• YOUR OBJECTIVE: A word-for-word transcript of the closing lines is required: from the one with "or already revoked." through the final line of the data.

========================================

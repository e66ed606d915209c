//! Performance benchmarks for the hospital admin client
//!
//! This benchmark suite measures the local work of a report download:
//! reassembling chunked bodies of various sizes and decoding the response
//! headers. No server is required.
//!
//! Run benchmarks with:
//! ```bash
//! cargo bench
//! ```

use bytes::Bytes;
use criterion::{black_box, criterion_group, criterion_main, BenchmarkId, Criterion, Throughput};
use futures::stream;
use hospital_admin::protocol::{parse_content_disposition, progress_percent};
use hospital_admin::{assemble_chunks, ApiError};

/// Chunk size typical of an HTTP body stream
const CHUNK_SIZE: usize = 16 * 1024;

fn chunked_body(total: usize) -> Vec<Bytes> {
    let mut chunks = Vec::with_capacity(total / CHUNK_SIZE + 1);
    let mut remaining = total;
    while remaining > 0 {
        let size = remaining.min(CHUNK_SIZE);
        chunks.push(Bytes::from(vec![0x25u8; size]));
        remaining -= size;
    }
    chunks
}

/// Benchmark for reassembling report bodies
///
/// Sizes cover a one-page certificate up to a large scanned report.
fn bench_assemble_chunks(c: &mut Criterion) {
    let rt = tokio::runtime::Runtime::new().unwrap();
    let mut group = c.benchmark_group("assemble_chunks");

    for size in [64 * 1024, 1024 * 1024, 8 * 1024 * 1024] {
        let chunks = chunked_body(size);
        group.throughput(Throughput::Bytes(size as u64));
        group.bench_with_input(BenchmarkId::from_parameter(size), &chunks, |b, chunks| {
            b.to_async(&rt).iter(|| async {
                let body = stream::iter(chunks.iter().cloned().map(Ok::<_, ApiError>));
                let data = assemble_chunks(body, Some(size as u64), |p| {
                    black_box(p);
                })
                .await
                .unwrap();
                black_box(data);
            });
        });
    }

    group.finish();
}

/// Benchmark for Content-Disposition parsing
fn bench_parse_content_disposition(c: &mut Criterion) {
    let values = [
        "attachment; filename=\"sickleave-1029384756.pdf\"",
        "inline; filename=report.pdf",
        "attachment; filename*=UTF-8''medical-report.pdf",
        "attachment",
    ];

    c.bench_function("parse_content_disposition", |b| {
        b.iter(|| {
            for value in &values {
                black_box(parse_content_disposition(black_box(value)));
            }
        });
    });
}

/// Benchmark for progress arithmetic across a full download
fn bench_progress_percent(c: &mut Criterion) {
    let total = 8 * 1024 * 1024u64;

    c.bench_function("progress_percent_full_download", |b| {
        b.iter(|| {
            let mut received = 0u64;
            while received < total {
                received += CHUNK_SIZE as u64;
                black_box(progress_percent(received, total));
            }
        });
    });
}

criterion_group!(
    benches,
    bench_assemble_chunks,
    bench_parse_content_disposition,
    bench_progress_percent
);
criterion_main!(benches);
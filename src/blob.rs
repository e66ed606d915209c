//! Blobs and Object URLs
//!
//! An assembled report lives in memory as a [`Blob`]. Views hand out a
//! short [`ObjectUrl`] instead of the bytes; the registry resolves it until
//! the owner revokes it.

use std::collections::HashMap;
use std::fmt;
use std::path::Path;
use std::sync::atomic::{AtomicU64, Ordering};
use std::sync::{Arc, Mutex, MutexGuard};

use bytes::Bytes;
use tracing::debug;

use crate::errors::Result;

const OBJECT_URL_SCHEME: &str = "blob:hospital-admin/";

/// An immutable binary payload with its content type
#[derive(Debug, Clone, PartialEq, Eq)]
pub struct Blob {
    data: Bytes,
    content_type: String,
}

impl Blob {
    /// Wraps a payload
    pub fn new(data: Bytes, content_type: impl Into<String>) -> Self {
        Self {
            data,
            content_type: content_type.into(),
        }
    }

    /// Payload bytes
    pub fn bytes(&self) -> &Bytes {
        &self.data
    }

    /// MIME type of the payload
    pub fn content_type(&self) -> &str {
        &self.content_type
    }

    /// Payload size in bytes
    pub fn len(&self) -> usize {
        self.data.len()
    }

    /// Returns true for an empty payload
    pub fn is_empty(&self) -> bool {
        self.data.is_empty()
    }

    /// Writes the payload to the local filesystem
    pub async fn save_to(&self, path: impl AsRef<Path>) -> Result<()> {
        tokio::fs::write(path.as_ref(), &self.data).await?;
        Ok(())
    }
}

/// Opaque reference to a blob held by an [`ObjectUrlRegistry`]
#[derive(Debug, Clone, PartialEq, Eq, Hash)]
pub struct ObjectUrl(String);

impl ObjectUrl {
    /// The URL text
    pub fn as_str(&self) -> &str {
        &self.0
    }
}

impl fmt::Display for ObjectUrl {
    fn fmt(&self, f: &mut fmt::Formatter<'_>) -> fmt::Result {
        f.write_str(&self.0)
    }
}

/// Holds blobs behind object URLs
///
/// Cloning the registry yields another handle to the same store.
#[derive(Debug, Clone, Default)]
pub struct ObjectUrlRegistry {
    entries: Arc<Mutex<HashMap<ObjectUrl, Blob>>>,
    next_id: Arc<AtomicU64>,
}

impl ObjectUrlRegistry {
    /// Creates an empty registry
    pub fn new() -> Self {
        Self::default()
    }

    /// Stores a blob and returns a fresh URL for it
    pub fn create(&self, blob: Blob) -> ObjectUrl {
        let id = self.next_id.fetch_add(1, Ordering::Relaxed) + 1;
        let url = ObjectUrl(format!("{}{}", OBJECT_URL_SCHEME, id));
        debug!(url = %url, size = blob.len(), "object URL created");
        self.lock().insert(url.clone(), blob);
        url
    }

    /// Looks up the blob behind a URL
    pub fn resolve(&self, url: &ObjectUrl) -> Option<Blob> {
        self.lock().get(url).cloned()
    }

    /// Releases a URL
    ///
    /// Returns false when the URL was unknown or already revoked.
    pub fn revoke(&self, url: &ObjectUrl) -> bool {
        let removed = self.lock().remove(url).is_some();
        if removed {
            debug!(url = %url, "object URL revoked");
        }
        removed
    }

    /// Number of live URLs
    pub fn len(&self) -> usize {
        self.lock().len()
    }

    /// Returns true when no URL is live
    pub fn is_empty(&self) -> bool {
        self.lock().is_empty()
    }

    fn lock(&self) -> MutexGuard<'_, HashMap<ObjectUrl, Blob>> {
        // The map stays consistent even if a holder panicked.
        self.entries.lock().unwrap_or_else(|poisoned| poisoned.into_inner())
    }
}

========================================

• EXERCISE OUTPUT:
    /// Returns false when the URL was unknown or already revoked.
    pub fn revoke(&self, url: &ObjectUrl) -> bool {
        let removed = self.lock().remove(url).is_some();
        if removed {
            debug!(url = %url, "object URL revoked");
        }
        removed
    }

    /// Number of live URLs
    pub fn len(&self) -> usize {
        self.lock().len()
    }

    /// Returns true when no URL is live
    pub fn is_empty(&self) -> bool {
        self.lock().is_empty()
    }

    fn lock(&self) -> MutexGuard<'_, HashMap<ObjectUrl, Blob>> {
        // The map stays consistent even if a holder panicked.
        self.entries.lock().unwrap_or_else(|poisoned| poisoned.into_inner())
    }
}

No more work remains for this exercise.